On November 24, 2017, the Ministry of Human Resources and Social Security released the Notice on the Fifth Batch of Declarations of Invalidation and Abolition of Documents (Ren She Bu Fa  No.87). According to the unified deployment of the State Council's document clean-up work, the Ministry of Human Resources and Social Security cleared the regulatory documents related to the reform of the "relief, regulate and service"; some of these documents shall be invalid or annulled due to the fact thate the objective no longer exists, tasks have been completed, the application period has expired, they have been replaced by other regulations, the original legal basis for the documents has been abolished, and etc.; the notice announced the invalidation of 26 documents and the abolition of 76 documents.
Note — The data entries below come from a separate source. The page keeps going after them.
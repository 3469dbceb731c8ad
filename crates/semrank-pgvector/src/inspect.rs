//! Read-only schema introspection.
//!
//! Everything here observes the live database and mutates nothing. Table
//! names may be schema-qualified (`analytics.entity_embeddings`); unqualified
//! names resolve against `current_schema()`.

use sqlx::PgPool;
use tracing::debug;

/// Split an optionally schema-qualified table name into (schema, base name).
fn split_qualified(table: &str) -> (Option<&str>, &str) {
    match table.rsplit_once('.') {
        Some((schema, name)) => (Some(schema), name),
        None => (None, table),
    }
}

/// Whether the table exists in its schema.
pub async fn table_exists(pool: &PgPool, table: &str) -> Result<bool, sqlx::Error> {
    let (schema, name) = split_qualified(table);
    sqlx::query_scalar(
        "SELECT EXISTS (
             SELECT 1 FROM information_schema.tables
             WHERE table_schema = COALESCE($2::text, current_schema())
               AND table_name = $1
         )",
    )
    .bind(name)
    .bind(schema)
    .fetch_one(pool)
    .await
}

/// Whether a column exists on the table.
pub async fn column_exists(pool: &PgPool, table: &str, column: &str) -> Result<bool, sqlx::Error> {
    let (schema, name) = split_qualified(table);
    sqlx::query_scalar(
        "SELECT EXISTS (
             SELECT 1 FROM information_schema.columns
             WHERE table_schema = COALESCE($2::text, current_schema())
               AND table_name = $1
               AND column_name = $3
         )",
    )
    .bind(name)
    .bind(schema)
    .bind(column)
    .fetch_one(pool)
    .await
}

/// Declared vector dimension of a column, if it is vector-typed.
///
/// Reads the declared type string (`vector(1536)`) from the catalog and
/// parses out the dimension. Returns `None` when the column is absent, is
/// not vector-typed, or its type string does not carry a dimension.
pub async fn vector_dimension(
    pool: &PgPool,
    table: &str,
    column: &str,
) -> Result<Option<u32>, sqlx::Error> {
    let (schema, name) = split_qualified(table);
    let declared: Option<String> = sqlx::query_scalar(
        "SELECT format_type(a.atttypid, a.atttypmod)
         FROM pg_attribute a
         JOIN pg_class c ON c.oid = a.attrelid
         JOIN pg_namespace n ON n.oid = c.relnamespace
         WHERE n.nspname = COALESCE($2::text, current_schema())
           AND c.relname = $1
           AND a.attname = $3
           AND NOT a.attisdropped",
    )
    .bind(name)
    .bind(schema)
    .bind(column)
    .fetch_optional(pool)
    .await?;

    let Some(declared) = declared else {
        debug!(table, column, "column not found during dimension check");
        return Ok(None);
    };
    let dimension = parse_vector_type(&declared);
    if dimension.is_none() {
        debug!(
            table,
            column,
            declared = %declared,
            "declared type is not a dimensioned vector"
        );
    }
    Ok(dimension)
}

/// Whether the pgvector extension is reported installed.
pub async fn extension_installed(pool: &PgPool) -> Result<bool, sqlx::Error> {
    sqlx::query_scalar("SELECT EXISTS (SELECT 1 FROM pg_extension WHERE extname = 'vector')")
        .fetch_one(pool)
        .await
}

/// Parse the dimension out of a declared type string like `vector(1536)`.
fn parse_vector_type(declared: &str) -> Option<u32> {
    let declared = declared.trim().to_ascii_lowercase();
    let inner = declared.strip_prefix("vector(")?.strip_suffix(')')?;
    inner.trim().parse().ok()
}

#[cfg(test)]
mod tests {
    use super::*;

    #[test]
    fn parses_dimensioned_vector_types() {
        assert_eq!(parse_vector_type("vector(1536)"), Some(1536));
        assert_eq!(parse_vector_type("vector(4096)"), Some(4096));
        assert_eq!(parse_vector_type("  VECTOR(768)  "), Some(768));
    }

    #[test]
    fn rejects_non_vector_and_malformed_types() {
        assert_eq!(parse_vector_type("character varying(50)"), None);
        assert_eq!(parse_vector_type("integer"), None);
        // dimensionless vector column
        assert_eq!(parse_vector_type("vector"), None);
        assert_eq!(parse_vector_type("vector()"), None);
        assert_eq!(parse_vector_type("vector(abc)"), None);
        assert_eq!(parse_vector_type("vector(1536"), None);
        assert_eq!(parse_vector_type(""), None);
    }

    #[test]
    fn splits_qualified_names() {
        assert_eq!(split_qualified("entity_embeddings"), (None, "entity_embeddings"));
        assert_eq!(
            split_qualified("analytics.entity_embeddings"),
            (Some("analytics"), "entity_embeddings"),
        );
    }
}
The famous Economic Compensation Measures for Breach and Termination of Contracts Procedures (Lao Bu Fa  No. 481, hereinafter referred to as No. 481) is also included in the list of 76 repealed documents in this batch. The reason given by Ministry of Human Resources and Social Security is that it has been "replaced by new regulations". It's not hard to understand that, as a companion document to the Labor Law, No. 481was formally implemented on January 1, 1995, with Labor Law; during its implementation of more than 20 years until the end of 2017 when No. 481 was repealed, many laws and regulations in the field of labor law have come into force, among which the most important one shall be Labor Contract Law implemented on January 1, 2008 - most of the regulations concerning economic compensation in No. 481 have been replaced in practice by the new provisions of the Labor Contract Law. It is no wonder that some lawyers said that "No. 481 should have been repealed long ago."
However, not the entire content of No. 481 has its alternative provision in Labor Contract Law. The most typical is the payment of a medical subsidy. Under what circumstances do employers need to pay for a medical subsidy? What is the standard payment for a medical subsidy? How will the abolition of No.481 affect the payment of medical subsidy?
I.Conditions of Medical Subsidy Payment
The term medical subsidy in the field of labor law originally came from No. 481. Its Article 6 stipulates: "When a laborer falls ill or is injured off duty and the Labor Inspection Committee confirms that he/she is unable to perform his/her original work or other work arranged by the employing work unit, and the labor contract is rescinded, the employing work unit shall pay economic compensation equal to one month's wages for every full year of work, according to term of employment at such work unit, and at the same time shall pay a minimum medical subsidy of 6 months' wages. When a laborer becomes seriously or terminally ill, an additional medical subsidy shall be paid." Clearly, at the beginning of the establishment of the medical subsidy, it was an economic subsidy that was paid by the employment unit when the laborer was discharged due to the expiry of the medical treatment period. Obviously, in accordance with the provisions of No.481 at that time, the employer should pay the laborer medical subsidy when the medical period expired and labor contract rescinded.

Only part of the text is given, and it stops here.